EU auditors approve the accounts of the research partnerships, but say some targets for private contributions may have to be lowered
While the finances of the EU’s joint undertakings (JUs) are in good shape, contributions from the private sector are in some cases falling short, according to the annual report on the research partnerships by the European Court of Auditors (ECA).
Most notably, the European High Performance Computing (EuroHPC) JU, is a long way short of the target, with private partnership members making in-kind contributions of only €18.4 million, compared to a promised €420 million.
That commitment was for Horizon 2020 projects that ran until 2023. EuroHPC has an even higher target for private contributions - of €900 million - for the 2021 - 2027 Horizon Europe programme. Private sector members look unlikely to deliver, the auditors say. “This threatens the achievement of the JU’s overall programme objectives,” they warn.
The auditors suggest the private members’ target under Horizon Europe should be revised.
Private sector contributions to Horizon 2020 projects that were part of the Circular Bio-based Europe JU also fell short of the commitments made.
In terms of the overall finances, the auditors struck a more positive note. “We have approved the accounts of the EU’s joint undertakings for another year, confirming a positive trend,” said Ildikó Gáll-Pelcz, ECA member responsible for the audit. “As joint undertakings contribute to Europe's competitiveness, further efforts will enhance their value for money.”
Joint undertakings are partnerships between the European Commission, industry and research, and in some cases intergovernmental organisations and participating states. They are financed by EU programmes including Horizon Europe and Digital Europe, while private members contribute in cash or in kind, including through the use of data, laboratories, and researchers’ time.
“Private members of the joint undertakings are highly committed to provide contributions and to match the EU contribution,” a Commission spokesperson said. “However, some joint undertakings did not reach the expected level by the end of 2023. The Commission is actively following up on the actions taken by joint undertakings in order to fix the issue of lower than targeted contributions.”
No cause for concern
Some of the partnerships rely on in-kind contributions to additional activities, such as studies and investments in labs, which fall outside the JU’s work programme, to meet their private member targets.

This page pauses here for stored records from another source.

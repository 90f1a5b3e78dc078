//! Bidirectional path <-> title index.
//!
//! One [`FileIndex`] exists per watched root (the main root plus any
//! registered sub-roots). [`IndexSet`] groups them, keeps titles unique
//! across roots, and resolves which root owns an absolute path by longest
//! prefix.

mod file_index;

use std::collections::HashMap;
use std::path::{Path, PathBuf};
use std::sync::Arc;

use parking_lot::RwLock;
use serde::{Deserialize, Serialize};
use thiserror::Error;

use crate::document::{CANONICAL_URI_FIELD, Fields, TITLE_FIELD, TYPE_FIELD, codec};

pub use file_index::FileIndex;

/// Index shared between the adaptor and the watcher.
pub type SharedIndex = Arc<RwLock<IndexSet>>;

#[derive(Error, Debug, Clone, PartialEq, Eq)]
pub enum IndexError {
    #[error("No document tracked at {path}")]
    NotFound { path: PathBuf },

    #[error("No watched root owns {path}")]
    NoOwningRoot { path: PathBuf },
}

/// Backing-file information for one tracked document.
#[derive(Debug, Clone, PartialEq, Eq, Serialize, Deserialize)]
pub struct FileRecord {
    /// Path relative to the owning root.
    pub relative_path: PathBuf,
    pub absolute_path: PathBuf,
    pub title: String,
    pub content_type: String,
    pub has_sidecar_metadata: bool,
    pub is_editable: bool,
}

impl FileRecord {
    /// Every file backing this record: the primary file and its sidecar.
    pub fn backing_files(&self) -> Vec<PathBuf> {
        let mut files = vec![self.absolute_path.clone()];
        if self.has_sidecar_metadata {
            files.push(codec::sidecar_path(&self.absolute_path));
        }
        files
    }

    /// Record for a file found on disk, described by its first document.
    pub fn discovered(absolute_path: impl Into<PathBuf>, fields: &Fields) -> Self {
        let absolute_path = absolute_path.into();
        let content_type = fields
            .get(TYPE_FIELD)
            .filter(|ty| !ty.is_empty())
            .map_or(codec::DEFAULT_CONTENT_TYPE, String::as_str)
            .to_string();
        Self {
            relative_path: PathBuf::new(),
            has_sidecar_metadata: codec::sidecar_path(&absolute_path).is_file(),
            absolute_path,
            title: fields.get(TITLE_FIELD).cloned().unwrap_or_default(),
            content_type,
            is_editable: !fields.contains_key(CANONICAL_URI_FIELD),
        }
    }
}

/// All per-root indexes.
#[derive(Debug, Default)]
pub struct IndexSet {
    roots: HashMap<PathBuf, FileIndex>,
}

impl IndexSet {
    pub fn new() -> Self {
        Self::default()
    }

    /// Create a set with a single registered root.
    pub fn with_root(root: impl Into<PathBuf>) -> Self {
        let mut set = Self::new();
        set.register_root(root);
        set
    }

    pub fn into_shared(self) -> SharedIndex {
        Arc::new(RwLock::new(self))
    }

    /// Register a root. Returns false when it was already registered.
    pub fn register_root(&mut self, root: impl Into<PathBuf>) -> bool {
        let root = root.into();
        if self.roots.contains_key(&root) {
            return false;
        }
        self.roots.insert(root.clone(), FileIndex::new(root));
        true
    }

    /// Drop a root and everything indexed under it.
    pub fn deregister_root(&mut self, root: &Path) -> Option<FileIndex> {
        self.roots.remove(root)
    }

    pub fn roots(&self) -> impl Iterator<Item = &Path> {
        self.roots.keys().map(PathBuf::as_path)
    }

    pub fn root(&self, root: &Path) -> Option<&FileIndex> {
        self.roots.get(root)
    }

    pub fn root_mut(&mut self, root: &Path) -> Option<&mut FileIndex> {
        self.roots.get_mut(root)
    }

    /// The registered root owning `absolute`, by longest prefix.
    pub fn owning_root(&self, absolute: &Path) -> Option<&Path> {
        self.roots
            .keys()
            .filter(|root| absolute.starts_with(root))
            .max_by_key(|root| root.components().count())
            .map(PathBuf::as_path)
    }

    /// Split an absolute path into its owning root and the relative remainder.
    pub fn split(&self, absolute: &Path) -> Result<(PathBuf, PathBuf), IndexError> {
        let root = self
            .owning_root(absolute)
            .ok_or_else(|| IndexError::NoOwningRoot {
                path: absolute.to_path_buf(),
            })?;
        let relative = absolute
            .strip_prefix(root)
            .map_err(|_| IndexError::NoOwningRoot {
                path: absolute.to_path_buf(),
            })?;
        Ok((root.to_path_buf(), relative.to_path_buf()))
    }

    /// Look up the record tracked for `title` in any root.
    pub fn record_for_title(&self, title: &str) -> Option<&FileRecord> {
        self.roots
            .values()
            .find_map(|index| index.path_for_title(title).and_then(|path| index.get(path)))
    }

    /// Record tracked at an absolute path.
    pub fn record_at(&self, absolute: &Path) -> Option<&FileRecord> {
        let (root, relative) = self.split(absolute).ok()?;
        self.roots.get(&root)?.get(&relative)
    }

    /// Remember the titles after the first one in the file at `absolute`.
    pub fn set_bundled(&mut self, absolute: &Path, titles: Vec<String>) {
        let Ok((root, relative)) = self.split(absolute) else {
            return;
        };
        if let Some(index) = self.roots.get_mut(&root) {
            index.set_bundled(relative, titles);
        }
    }

    /// Untracked titles stored alongside the tracked one at `absolute`.
    pub fn bundled_at(&self, absolute: &Path) -> Vec<String> {
        let Ok((root, relative)) = self.split(absolute) else {
            return Vec::new();
        };
        self.roots
            .get(&root)
            .map(|index| index.bundled(&relative).to_vec())
            .unwrap_or_default()
    }

    /// Title tracked at an absolute path.
    pub fn title_at(&self, absolute: &Path) -> Result<String, IndexError> {
        let (root, relative) = self.split(absolute)?;
        let index = self
            .roots
            .get(&root)
            .ok_or_else(|| IndexError::NotFound {
                path: absolute.to_path_buf(),
            })?;
        index.title_by_path(&relative).map(str::to_string)
    }

    /// Track `record` at its absolute path.
    ///
    /// Any previous mapping of the record's title, in any root, is removed in
    /// the same step so a title never maps to two paths. Returns the record
    /// previously tracked at the same path, if it belonged to another title.
    pub fn insert(&mut self, record: FileRecord) -> Result<Option<FileRecord>, IndexError> {
        let (root, relative) = self.split(&record.absolute_path)?;
        let record = FileRecord {
            relative_path: relative.clone(),
            ..record
        };

        for (other_root, index) in self.roots.iter_mut() {
            if *other_root != root {
                index.remove_title(&record.title);
            }
        }

        let index = self
            .roots
            .get_mut(&root)
            .ok_or_else(|| IndexError::NoOwningRoot {
                path: record.absolute_path.clone(),
            })?;
        Ok(index.set(relative, record))
    }

    /// Stop tracking the document at an absolute path.
    pub fn remove_path(&mut self, absolute: &Path) -> Option<FileRecord> {
        let (root, relative) = self.split(absolute).ok()?;
        self.roots.get_mut(&root)?.delete(&relative)
    }

    /// Stop tracking `title` wherever it lives.
    pub fn remove_title(&mut self, title: &str) -> Option<FileRecord> {
        self.roots
            .values_mut()
            .find_map(|index| index.remove_title(title))
    }

    /// Total number of tracked documents.
    pub fn len(&self) -> usize {
        self.roots.values().map(FileIndex::len).sum()
    }

    pub fn is_empty(&self) -> bool {
        self.len() == 0
    }
}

In the case of the Single European Sky Air Traffic Management Research JU, while private members contributed to Horizon 2020 projects at the expected rate, the European Organisation for the Safety of Air Navigation (Eurocontrol), its international organisation member, only committed 70% of its target.
The report shows that by the end of 2023, the third year in the seven-year EU budget period, the JUs had only attained around 16% of their non-EU member contribution targets for the new R&I instruments.
However, there is no cause for concern at this stage, since there were delays to the regulation establishing the partnerships in Horizon Europe, the auditors told Science|Business.
The auditors also revealed shortcomings in the financial planning of the Clean Aviation, Chips, and EuroHPC partnerships, which all requested additional EU contributions in 2023 that were far higher than necessary.
“Consequently, the JUs accumulated surpluses amounting to around €1.5 billion that was therefore not available to the EU for financing other EU activities in 2023,” the report says.
Fusion partnership
For several years, auditors have been sounding the alarm about rising costs for Fusion for Energy (F4E), the JU responsible for Europe’s contribution to the International Thermonuclear Experimental Reactor (ITER) project, and they reiterate their concerns in the latest report.
F4E is mostly financed by Euratom, with the remainder covered by France, which hosts the ITER project. It has estimated its total costs for completing the project at €21.2 billion, including costs for the construction and operational phase until 2035, and the decommissioning and deactivation phase until 2042.
However, this is based on milestones and cost assumptions that were last revised in 2016. ITER is currently in the process of updating this baseline to take account of technical changes, significant delays, and the impact of inflation. As a result, the estimated costs at completion “may be substantially underestimated”, the auditors warn.
F4E’s accounts note a “significant and protracted inflationary impact on its operations due to supply chain issues triggered by COVID-19 and the war of aggression against Ukraine,” according to the ECA report. The total impact is estimated at €258 million, using 2008 values.
In 2023, F4E implemented just 70% of its operational commitments, as a result of the work to update the baseline costing, repairs to ITER project components, and the decision to temporarily stop assembly activities. This meant in 2023 the JU transferred back €263.9 million of the initially planned Euratom contribution, and €30 million of French funding.